What you should do:
Start at the top of the records below and copy them exactly to the end.

*** Opening Records for this task ***

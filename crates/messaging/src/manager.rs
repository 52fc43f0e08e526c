// SPDX-License-Identifier: BUSL-1.1
// Copyright (c) 2026 Alfred Jean LLC

//! Public messaging entry point.
//!
//! `send_message` pairs two tasks on the shared runtime: a producer
//! that drives the destination's [`MessageSender`] and feeds reception
//! batches into a queue, and a consumer that takes the first batch,
//! drains whatever else is already queued into one merged batch, and
//! invokes the caller's handler. The producer enqueues an explicit end
//! item when it finishes, so the consumer always terminates; merging
//! never crosses that end item.

use crate::sender::MessageSender;
use crate::types::{MessageDestination, MessageId, MessageReceptions, MessageSend};
use parking_lot::Mutex;
use std::collections::HashMap;
use std::sync::Arc;
use thiserror::Error;
use tokio::sync::mpsc;
use tracing::warn;

/// Errors surfaced by [`MessageManager::send_message`].
#[derive(Debug, Error)]
pub enum MessagingError {
    #[error("no message sender registered for destination {0:?}")]
    DestinationNotFound(MessageDestination),
}

enum QueueItem {
    Batch(MessageReceptions),
    End,
}

/// Routes messages to per-scope senders and runs the producer/consumer
/// pair for each send.
pub struct MessageManager {
    senders: Mutex<HashMap<MessageDestination, Arc<MessageSender>>>,
}

impl MessageManager {
    pub fn new() -> Self {
        Self {
            senders: Mutex::new(HashMap::new()),
        }
    }

    /// Register the sender serving `destination`, replacing any
    /// previous one.
    pub fn register_sender(&self, destination: MessageDestination, sender: Arc<MessageSender>) {
        self.senders.lock().insert(destination, sender);
    }

    /// Drop the sender for `destination`, returning it so the caller
    /// can close it.
    pub fn remove_sender(&self, destination: &MessageDestination) -> Option<Arc<MessageSender>> {
        self.senders.lock().remove(destination)
    }

    pub fn sender(&self, destination: &MessageDestination) -> Option<Arc<MessageSender>> {
        self.senders.lock().get(destination).cloned()
    }

    /// Send `send` to its destination, delivering merged reception
    /// batches to `handler` on a pool task.
    ///
    /// Returns the generated message id immediately; delivery is
    /// asynchronous. Handler failures are logged and do not stop the
    /// remaining receptions.
    pub fn send_message<H>(&self, send: MessageSend, handler: H) -> Result<MessageId, MessagingError>
    where
        H: FnMut(MessageReceptions) -> Result<(), String> + Send + 'static,
    {
        let sender = self
            .sender(&send.destination)
            .ok_or_else(|| MessagingError::DestinationNotFound(send.destination.clone()))?;

        let message_id = MessageId::generate();
        let (queue_tx, queue_rx) = mpsc::unbounded_channel();

        let producer_id = message_id.clone();
        tokio::spawn(async move {
            {
                let mut emit = |batch: MessageReceptions| {
                    let _ = queue_tx.send(QueueItem::Batch(batch));
                };
                sender.send_message(producer_id, &send, &mut emit).await;
            }
            // Always enqueued, so the consumer always exits.
            let _ = queue_tx.send(QueueItem::End);
        });

        tokio::spawn(consume(queue_rx, handler));

        Ok(message_id)
    }
}

impl Default for MessageManager {
    fn default() -> Self {
        Self::new()
    }
}

/// Take the first queued item, drain contiguous batches into one merged
/// batch, hand it to the handler, and repeat until the end item.
async fn consume<H>(mut queue_rx: mpsc::UnboundedReceiver<QueueItem>, mut handler: H)
where
    H: FnMut(MessageReceptions) -> Result<(), String> + Send + 'static,
{
    while let Some(item) = queue_rx.recv().await {
        let mut merged = match item {
            QueueItem::Batch(batch) => batch,
            QueueItem::End => break,
        };

        let mut finished = false;
        loop {
            match queue_rx.try_recv() {
                Ok(QueueItem::Batch(next)) => merged.merge(next),
                Ok(QueueItem::End) => {
                    finished = true;
                    break;
                }
                Err(_) => break,
            }
        }

        if let Err(error) = handler(merged) {
            warn!(%error, "message receptions handler failed");
        }

        if finished {
            break;
        }
    }
}

#[cfg(test)]
#[path = "manager_tests.rs"]
mod tests;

*** Closing Records for this task ***

Result below:
filename crates/messaging/src/manager.rs
repository 52fc43f0e08e526c
// SPDX-License-Identifier: BUSL-1.1
// Copyright (c) 2026 Alfred Jean LLC

//! Public messaging entry point.
//!
//! `send_message` pairs two tasks on the shared runtime: a producer
//! that drives the destination's [`MessageSender`] and feeds reception
//! batches into a queue, and a consumer that takes the first batch,
//! drains whatever else is already queued into one merged batch, and
//! invokes the caller's handler. The producer enqueues an explicit end
//! item when it finishes, so the consumer always terminates; merging
//! never crosses that end item.

use crate::sender::MessageSender;
use crate::types::{MessageDestination, MessageId, MessageReceptions, MessageSend};
use parking_lot::Mutex;
use std::collections::HashMap;
use std::sync::Arc;
use thiserror::Error;
use tokio::sync::mpsc;
use tracing::warn;

/// Errors surfaced by [`MessageManager::send_message`].
#[derive(Debug, Error)]
pub enum MessagingError {
    #[error("no message sender registered for destination {0:?}")]
    DestinationNotFound(MessageDestination),
}

enum QueueItem {
    Batch(MessageReceptions),
    End,
}

/// Routes messages to per-scope senders and runs the producer/consumer
/// pair for each send.
pub struct MessageManager {
    senders: Mutex<HashMap<MessageDestination, Arc<MessageSender>>>,
}

impl MessageManager {
    pub fn new() -> Self {
        Self {
            senders: Mutex::new(HashMap::new()),
        }
    }

    /// Register the sender serving `destination`, replacing any
    /// previous one.
    pub fn register_sender(&self, destination: MessageDestination, sender: Arc<MessageSender>) {
        self.senders.lock().insert(destination, sender);
    }

    /// Drop the sender for `destination`, returning it so the caller
    /// can close it.
    pub fn remove_sender(&self, destination: &MessageDestination) -> Option<Arc<MessageSender>> {
        self.senders.lock().remove(destination)
    }

    pub fn sender(&self, destination: &MessageDestination) -> Option<Arc<MessageSender>> {
        self.senders.lock().get(destination).cloned()
    }

    /// Send `send` to its destination, delivering merged reception
    /// batches to `handler` on a pool task.
    ///
    /// Returns the generated message id immediately; delivery is
    /// asynchronous. Handler failures are logged and do not stop the
    /// remaining receptions.
    pub fn send_message<H>(&self, send: MessageSend, handler: H) -> Result<MessageId, MessagingError>
    where
        H: FnMut(MessageReceptions) -> Result<(), String> + Send + 'static,
    {
        let sender = self
            .sender(&send.destination)
            .ok_or_else(|| MessagingError::DestinationNotFound(send.destination.clone()))?;

        let message_id = MessageId::generate();
        let (queue_tx, queue_rx) = mpsc::unbounded_channel();

        let producer_id = message_id.clone();
        tokio::spawn(async move {
            {
                let mut emit = |batch: MessageReceptions| {
                    let _ = queue_tx.send(QueueItem::Batch(batch));
                };
                sender.send_message(producer_id, &send, &mut emit).await;
            }
            // Always enqueued, so the consumer always exits.
            let _ = queue_tx.send(QueueItem::End);
        });

        tokio::spawn(consume(queue_rx, handler));

        Ok(message_id)
    }
}

impl Default for MessageManager {
    fn default() -> Self {
        Self::new()
    }
}

/// Take the first queued item, drain contiguous batches into one merged
/// batch, hand it to the handler, and repeat until the end item.
async fn consume<H>(mut queue_rx: mpsc::UnboundedReceiver<QueueItem>, mut handler: H)
where
    H: FnMut(MessageReceptions) -> Result<(), String> + Send + 'static,
{
    while let Some(item) = queue_rx.recv().await {
        let mut merged = match item {
            QueueItem::Batch(batch) => batch,
            QueueItem::End => break,
        };

        let mut finished = false;
        loop {
            match queue_rx.try_recv() {
                Ok(QueueItem::Batch(next)) => merged.merge(next),
                Ok(QueueItem::End) => {
                    finished = true;
                    break;
                }
                Err(_) => break,
            }
        }

        if let Err(error) = handler(merged) {
            warn!(%error, "message receptions handler failed");
        }

        if finished {
            break;
        }
    }
}

#[cfg(test)]
#[path = "manager_tests.rs"]
mod tests;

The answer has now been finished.